Après la démission de Sergio Fernández au Ministère de l’Intérieur, Sergio Onofre Jarpa, son successeur, permet le rapprochement de l’Alliance Démocratique (composée de démocrates chrétiens et de socialistes modérés). Grâce à la participation du cardinal Francisco Fresno, des partisans du gouvernement et une partie de l’opposition formulèrent, en Août 1985, un "Accord national pour la Transition à la Pleine Démocratie". Le dit accord fut reçu avec scepticisme par les secteurs de l’extrême gauche, et par de sérieuses divergences à l’intérieur de la Junte au pouvoir.
Dans le cadre économique, Hernán Büchi allait arriver à produire le "Second Miracle", grâce à un profond processus de privatisations d’entreprises publiques (LAN Chile, ENTEL (entreprise nationale de Télécommunications), CTC (télécommunications), CAP (sidérurgie), etc.) et la réimplantation du modèle néolibéral (remplacé par le Keynésianisme durant les années les plus crues de la crise). Bien que le PNB allait doubler les années suivantes, la réduction des dépenses sociales allait augmenter le fossé entre les riches et les pauvres, faisant du Chili un des pays ayant la plus grande inégalité de revenus, et les pensions de retraite allaient se réduire à des limites minimales, entre autres effets.
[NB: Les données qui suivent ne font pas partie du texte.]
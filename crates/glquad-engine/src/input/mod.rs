//! Input subsystem.
//!
//! Public API is platform-agnostic and does not expose winit types.
//! Runtime code translates platform events through `platform::winit`.

mod close;
pub(crate) mod platform;
mod types;

pub use close::{requests_close, CloseFlag};
pub use types::{InputEvent, Key, KeyState};
//! GL rendering subsystem.
//!
//! Everything here is generic over [`GlApi`] and only issues calls on the
//! thread that owns the current context. Conventions:
//! - positions are normalized device coordinates, no transforms
//! - every GL object is owned by exactly one value and released explicitly

mod api;
mod error;
mod frame;
mod geometry;
mod quad;
mod shader;

#[cfg(test)]
mod fake;

pub use api::GlApi;
pub use error::RenderError;
pub use frame::{begin_frame, FramebufferSize};
pub use geometry::{QuadMesh, QuadVertex, QUAD_INDICES, QUAD_VERTICES};
pub use quad::{FrameOutcome, ProgramState, QuadRenderer, ShaderFailurePolicy};
pub use shader::{
    ShaderDiagnostic, ShaderLog, ShaderProgram, ShaderStage, FRAGMENT_SHADER_SOURCE, QUAD_COLOR,
    VERTEX_SHADER_SOURCE,
};
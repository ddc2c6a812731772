use std::fmt::Debug;

use glow::HasContext;

/// The slice of the OpenGL API this engine issues.
///
/// Geometry, shader and frame code are generic over this trait so they can run
/// against a recording implementation in tests. Handle types are opaque ids;
/// `Option<handle>` in a bind call means "bind object 0".
pub trait GlApi {
    type Buffer: Copy + Eq + Debug;
    type VertexArray: Copy + Eq + Debug;
    type Shader: Copy + Eq + Debug;
    type Program: Copy + Eq + Debug;

    // ── buffers ───────────────────────────────────────────────────────────

    fn create_buffer(&self) -> Result<Self::Buffer, String>;
    fn bind_buffer(&self, target: u32, buffer: Option<Self::Buffer>);
    fn buffer_data(&self, target: u32, data: &[u8], usage: u32);
    fn delete_buffer(&self, buffer: Self::Buffer);

    // ── vertex arrays ─────────────────────────────────────────────────────

    fn create_vertex_array(&self) -> Result<Self::VertexArray, String>;
    fn bind_vertex_array(&self, vertex_array: Option<Self::VertexArray>);

    /// Describes a float attribute sourced from the currently bound `ARRAY_BUFFER`.
    fn vertex_attrib_pointer_f32(
        &self,
        index: u32,
        size: i32,
        normalized: bool,
        stride: i32,
        offset: i32,
    );
    fn enable_vertex_attrib_array(&self, index: u32);
    fn delete_vertex_array(&self, vertex_array: Self::VertexArray);

    // ── shaders & programs ────────────────────────────────────────────────

    fn create_shader(&self, stage: u32) -> Result<Self::Shader, String>;
    fn shader_source(&self, shader: Self::Shader, source: &str);
    fn compile_shader(&self, shader: Self::Shader);
    fn shader_compile_status(&self, shader: Self::Shader) -> bool;
    fn shader_info_log(&self, shader: Self::Shader) -> String;
    fn delete_shader(&self, shader: Self::Shader);

    fn create_program(&self) -> Result<Self::Program, String>;
    fn attach_shader(&self, program: Self::Program, shader: Self::Shader);
    fn link_program(&self, program: Self::Program);
    fn program_link_status(&self, program: Self::Program) -> bool;
    fn program_info_log(&self, program: Self::Program) -> String;
    fn use_program(&self, program: Option<Self::Program>);
    fn delete_program(&self, program: Self::Program);

    // ── frame ─────────────────────────────────────────────────────────────

    fn viewport(&self, x: i32, y: i32, width: i32, height: i32);
    fn clear(&self, mask: u32);
    fn draw_elements(&self, mode: u32, count: i32, element_type: u32, offset: i32);
}

// glow marks every call `unsafe` because it needs a current context. The only
// `glow::Context` this crate creates lives in `device::GlWindow`, which makes its
// context current on the event-loop thread before handing the loader out and
// keeps it current until `GlWindow::destroy`.
impl GlApi for glow::Context {
    type Buffer = <glow::Context as HasContext>::Buffer;
    type VertexArray = <glow::Context as HasContext>::VertexArray;
    type Shader = <glow::Context as HasContext>::Shader;
    type Program = <glow::Context as HasContext>::Program;

    fn create_buffer(&self) -> Result<Self::Buffer, String> {
        unsafe { HasContext::create_buffer(self) }
    }

    fn bind_buffer(&self, target: u32, buffer: Option<Self::Buffer>) {
        unsafe { HasContext::bind_buffer(self, target, buffer) }
    }

    fn buffer_data(&self, target: u32, data: &[u8], usage: u32) {
        unsafe { self.buffer_data_u8_slice(target, data, usage) }
    }

    fn delete_buffer(&self, buffer: Self::Buffer) {
        unsafe { HasContext::delete_buffer(self, buffer) }
    }

    fn create_vertex_array(&self) -> Result<Self::VertexArray, String> {
        unsafe { HasContext::create_vertex_array(self) }
    }

    fn bind_vertex_array(&self, vertex_array: Option<Self::VertexArray>) {
        unsafe { HasContext::bind_vertex_array(self, vertex_array) }
    }

    fn vertex_attrib_pointer_f32(
        &self,
        index: u32,
        size: i32,
        normalized: bool,
        stride: i32,
        offset: i32,
    ) {
        unsafe {
            HasContext::vertex_attrib_pointer_f32(
                self,
                index,
                size,
                glow::FLOAT,
                normalized,
                stride,
                offset,
            )
        }
    }

    fn enable_vertex_attrib_array(&self, index: u32) {
        unsafe { HasContext::enable_vertex_attrib_array(self, index) }
    }

    fn delete_vertex_array(&self, vertex_array: Self::VertexArray) {
        unsafe { HasContext::delete_vertex_array(self, vertex_array) }
    }

    fn create_shader(&self, stage: u32) -> Result<Self::Shader, String> {
        unsafe { HasContext::create_shader(self, stage) }
    }

    fn shader_source(&self, shader: Self::Shader, source: &str) {
        unsafe { HasContext::shader_source(self, shader, source) }
    }

    fn compile_shader(&self, shader: Self::Shader) {
        unsafe { HasContext::compile_shader(self, shader) }
    }

    fn shader_compile_status(&self, shader: Self::Shader) -> bool {
        unsafe { self.get_shader_compile_status(shader) }
    }

    fn shader_info_log(&self, shader: Self::Shader) -> String {
        unsafe { self.get_shader_info_log(shader) }
    }

    fn delete_shader(&self, shader: Self::Shader) {
        unsafe { HasContext::delete_shader(self, shader) }
    }

    fn create_program(&self) -> Result<Self::Program, String> {
        unsafe { HasContext::create_program(self) }
    }

    fn attach_shader(&self, program: Self::Program, shader: Self::Shader) {
        unsafe { HasContext::attach_shader(self, program, shader) }
    }

    fn link_program(&self, program: Self::Program) {
        unsafe { HasContext::link_program(self, program) }
    }

    fn program_link_status(&self, program: Self::Program) -> bool {
        unsafe { self.get_program_link_status(program) }
    }

    fn program_info_log(&self, program: Self::Program) -> String {
        unsafe { self.get_program_info_log(program) }
    }

    fn use_program(&self, program: Option<Self::Program>) {
        unsafe { HasContext::use_program(self, program) }
    }

    fn delete_program(&self, program: Self::Program) {
        unsafe { HasContext::delete_program(self, program) }
    }

    fn viewport(&self, x: i32, y: i32, width: i32, height: i32) {
        unsafe { HasContext::viewport(self, x, y, width, height) }
    }

    fn clear(&self, mask: u32) {
        unsafe { HasContext::clear(self, mask) }
    }

    fn draw_elements(&self, mode: u32, count: i32, element_type: u32, offset: i32) {
        unsafe { HasContext::draw_elements(self, mode, count, element_type, offset) }
    }
}
/// Initialization parameters for the GL layer.
///
/// Keep this structure small. Add flags only when a concrete platform or
/// driver requirement exists.
#[derive(Debug, Clone)]
pub struct GlInit {
    /// Requested core-profile version as `(major, minor)`.
    ///
    /// The embedded shaders use `#version 330 core`, so anything below 3.3
    /// fails at compile time.
    pub version: (u8, u8),

    /// Request a debug context and forward `GL_KHR_debug` messages to the logger.
    pub debug: bool,

    /// Wait for vertical blank on swap.
    pub vsync: bool,
}

impl Default for GlInit {
    fn default() -> Self {
        Self {
            version: (3, 3),
            debug: false,
            vsync: true,
        }
    }
}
D’autre part, la région du Chili central fut secouée par le tremblement de terre du 3 mars 1985, provoquant de graves dommages aux structures des immeubles de Santagio, Valparaíso et San Antonio.
Les dernières années
Le gouvernement promulgue en
1987 la
Loi Organique Constitutionnelle des Partis Politiques, qui permet la création de partis politiques, et la
Loi Organique Constitutionnelle sur le Système des Inscriptions Électorales et sur le Service Électoral, qui permet d’ouvrir les registres électoraux. Ces dispositions légales ouvrent la voie à l’accomplissement des principes établis par la Constitution de 1980. Selon cette dernière, il faut convoquer la population à un
Plébiscite où on élirait un candidat proposé par les Commandants en Chef des Forces armées et le Général Directeur des Carabiniers, pour occuper la fonction de président de la République durant la prochaine période de huit ans.
Au cas où le résultat serait en faveur de l’opposition, la fonction présidentielle d’Augusto Pinochet serait prolongée d’un an, de même que les fonctions de la Junte au pouvoir, et l’on devrait organiser des élections pour désigner le nouveau président et les parlementaires.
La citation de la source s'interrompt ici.